Salamah Hazem Mohamed, Eltokhy Ahmed G, Ezzat Mohammad, Alkheder Ahmad, Taha Mahmoud M
Faculty of Medicine, Zagazig University, Zagazig, Egypt.
Department of Neurosurgery, Zagazig University, Zagazig, Egypt.
Int J Surg Case Rep. 2024 Apr;117:109479. doi: 10.1016/j.ijscr.2024.109479. Epub 2024 Mar 6.
Spinal tumors comprise 15 % of all central nervous system tumors, with schwannomas accounting for 30 % of primary intraspinal neoplasms. While predominantly extramedullary-intradural, spinal schwannomas rarely manifest intramedullary occurrences (0.3 % of intraspinal tumors). This study sheds light on two rare cases of thoracic intramedullary schwannomas, emphasizing their diagnostic complexities and surgical management, alongside a literature review.
Case 1 involves a 50-year-old female presenting with worsening back pain, right lower limb weakness, and urinary incontinence. MRI revealed an intradural intramedullary soft tissue mass, diagnosed as a schwannoma with an associated organizing hematoma. Surgical removal led to gradual improvement. Case 2 features a 25-year-old male with back pain, partial foot drop, and weakness in the right knee and hip. MRI demonstrated an intradural intramedullary lesion, later confirmed as an intradural intramedullary schwannoma. Surgery resulted in a smooth recovery without adverse effects.

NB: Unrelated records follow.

//! Chat-completion client for OpenAI-compatible providers.
//!
//! The assistant talks to the model through the [`ChatModel`] trait so the
//! transport can be swapped (tests use an in-process stub). The bundled
//! [`OpenAiCompatChat`] posts to `{base_url}/chat/completions` and retries
//! 429/5xx/network failures with exponential backoff.

use anyhow::{bail, Context, Result};
use async_trait::async_trait;
use serde::{Deserialize, Serialize};
use std::sync::Arc;
use std::time::Duration;
use tracing::debug;

use crate::config::ChatConfig;

#[derive(Debug, Clone, PartialEq, Serialize, Deserialize)]
pub struct ChatMessage {
    pub role: String,
    pub content: String,
}

impl ChatMessage {
    pub fn system(content: impl Into<String>) -> Self {
        Self {
            role: "system".to_string(),
            content: content.into(),
        }
    }

    pub fn user(content: impl Into<String>) -> Self {
        Self {
            role: "user".to_string(),
            content: content.into(),
        }
    }
}

#[async_trait]
pub trait ChatModel: Send + Sync {
    /// Model identifier, also used in answer cache keys.
    fn model_name(&self) -> &str;

    /// Send `messages` and return the trimmed reply text.
    async fn complete(&self, messages: &[ChatMessage], max_tokens: Option<u32>) -> Result<String>;
}

/// Client for `openai` and `groq` (or any compatible endpoint).
pub struct OpenAiCompatChat {
    client: reqwest::Client,
    url: String,
    model: String,
    api_key: String,
    temperature: f32,
    max_tokens: u32,
    max_retries: u32,
}

impl OpenAiCompatChat {
    pub fn new(config: &ChatConfig) -> Result<Self> {
        let key_env = config.api_key_env();
        let api_key = std::env::var(key_env).with_context(|| format!("{} not set", key_env))?;
        let client = reqwest::Client::builder()
            .timeout(Duration::from_secs(config.timeout_secs))
            .build()?;

        Ok(Self {
            client,
            url: format!("{}/chat/completions", config.base_url()),
            model: config.model_name(),
            api_key,
            temperature: config.temperature,
            max_tokens: config.max_tokens,
            max_retries: config.max_retries,
        })
    }
}

#[async_trait]
impl ChatModel for OpenAiCompatChat {
    fn model_name(&self) -> &str {
        &self.model
    }

    async fn complete(&self, messages: &[ChatMessage], max_tokens: Option<u32>) -> Result<String> {
        let body = serde_json::json!({
            "model": self.model,
            "messages": messages,
            "temperature": self.temperature,
            "max_tokens": max_tokens.unwrap_or(self.max_tokens),
        });

        let mut last_err = None;

        for attempt in 0..=self.max_retries {
            if attempt > 0 {
                let delay = Duration::from_secs(1 << (attempt - 1).min(5));
                tokio::time::sleep(delay).await;
            }

            let resp = self
                .client
                .post(&self.url)
                .header("Authorization", format!("Bearer {}", self.api_key))
                .json(&body)
                .send()
                .await;

            match resp {
                Ok(response) => {
                    let status = response.status();

                    if status.is_success() {
                        let json: serde_json::Value = response.json().await?;
                        return parse_chat_response(&json);
                    }

                    let body_text = response.text().await.unwrap_or_default();
                    if status.as_u16() == 429 || status.is_server_error() {
                        debug!(attempt, %status, "chat completion retry");
                        last_err = Some(anyhow::anyhow!("Chat API error {}: {}", status, body_text));
                        continue;
                    }

                    bail!("Chat API error {}: {}", status, body_text);
                }
                Err(e) => {
                    last_err = Some(e.into());
                    continue;
                }
            }
        }

        Err(last_err.unwrap_or_else(|| anyhow::anyhow!("Chat completion failed after retries")))
    }
}

fn parse_chat_response(json: &serde_json::Value) -> Result<String> {
    let content = json
        .pointer("/choices/0/message/content")
        .and_then(|c| c.as_str())
        .ok_or_else(|| anyhow::anyhow!("Invalid chat response: missing choices[0].message.content"))?;

    let text = content.trim();
    if text.is_empty() {
        bail!("Chat model returned an empty reply");
    }
    Ok(text.to_string())
}

/// Build the configured chat model, or `None` when chat is disabled.
pub fn create_chat_model(config: &ChatConfig) -> Result<Option<Arc<dyn ChatModel>>> {
    if !config.is_enabled() {
        return Ok(None);
    }
    let model = OpenAiCompatChat::new(config)?;
    Ok(Some(Arc::new(model)))
}

#[cfg(test)]
mod tests {
    use super::*;

    #[test]
    fn test_parse_chat_response() {
        let json = serde_json::json!({
            "choices": [{"message": {"role": "assistant", "content": "  Pikachu!  "}}]
        });
        assert_eq!(parse_chat_response(&json).unwrap(), "Pikachu!");
    }

    #[test]
    fn test_parse_chat_response_rejects_empty() {
        let json = serde_json::json!({"choices": [{"message": {"content": "   "}}]});
        assert!(parse_chat_response(&json).is_err());
        assert!(parse_chat_response(&serde_json::json!({})).is_err());
    }

    #[test]
    fn test_disabled_chat_has_no_model() {
        let cfg = ChatConfig::default();
        assert!(create_chat_model(&cfg).unwrap().is_none());
    }

    #[test]
    fn test_message_serialization() {
        let msg = ChatMessage::user("hola");
        assert_eq!(
            serde_json::to_value(&msg).unwrap(),
            serde_json::json!({"role": "user", "content": "hola"})
        );
    }
}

This article presents two cases of intradural intramedullary thoracic schwannomas initially misdiagnosed as astrocytomas. Surgical resection confirmed the diagnosis, underscoring challenges in preoperative MRI diagnosis. The review of 174 reported cases reveals an equal distribution between the cervical and thoracic regions, with males affected 1.5 times more frequently than females. The average age of onset is 40, and surgical treatment demonstrates a 90 % improvement rate. The complex pathogenesis encompasses six proposed explanations. Clinical suspicion, considering pain and neurological symptoms, is paramount due to potential misdiagnosis and the imperative for histological confirmation.
Although rare, intramedullary schwannomas (IMS) have significant clinical implications, necessitating precise treatment. Surgical resection yields favorable outcomes, with subtotal resection considered based on adhesion factors. Pre-surgical diagnosis requires a comprehensive integration of radiological and clinical data, with intraoperative analysis ensuring optimal treatment strategies.
脊柱肿瘤占所有中枢神经系统肿瘤的15%,其中神经鞘瘤占原发性椎管内肿瘤的30%。虽然脊柱神经鞘瘤主要位于髓外硬膜内,但很少表现为髓内病变(占椎管内肿瘤的0.3%)。本研究揭示了两例罕见的胸段髓内神经鞘瘤病例,强调了其诊断复杂性和手术治疗方法,并进行了文献综述。
病例1为一名50岁女性,出现背痛加重、右下肢无力和尿失禁症状。磁共振成像(MRI)显示硬膜内髓内软组织肿块,诊断为神经鞘瘤并伴有机化血肿。手术切除后病情逐渐好转。病例2为一名25岁男性,有背痛、足部轻度下垂以及右膝和右髋无力症状。MRI显示硬膜内髓内病变,后来确诊为硬膜内髓内神经鞘瘤。手术顺利恢复,无不良反应。
本文介绍了两例最初被误诊为星形细胞瘤的硬膜内髓内胸段神经鞘瘤病例。手术切除后确诊,凸显了术前MRI诊断的挑战。对174例报告病例的回顾显示,颈段和胸段发病情况均等,男性受累频率比女性高1.5倍。平均发病年龄为40岁,手术治疗有效率达90%。复杂的发病机制有六种推测解释。鉴于可能的误诊以及组织学确诊的必要性,基于疼痛和神经症状进行临床怀疑至关重要。
尽管髓内神经鞘瘤罕见,但具有重要临床意义,需要精准治疗。手术切除效果良好,根据粘连情况考虑次全切除。术前诊断需要综合放射学和临床数据,术中分析确保制定最佳治疗策略。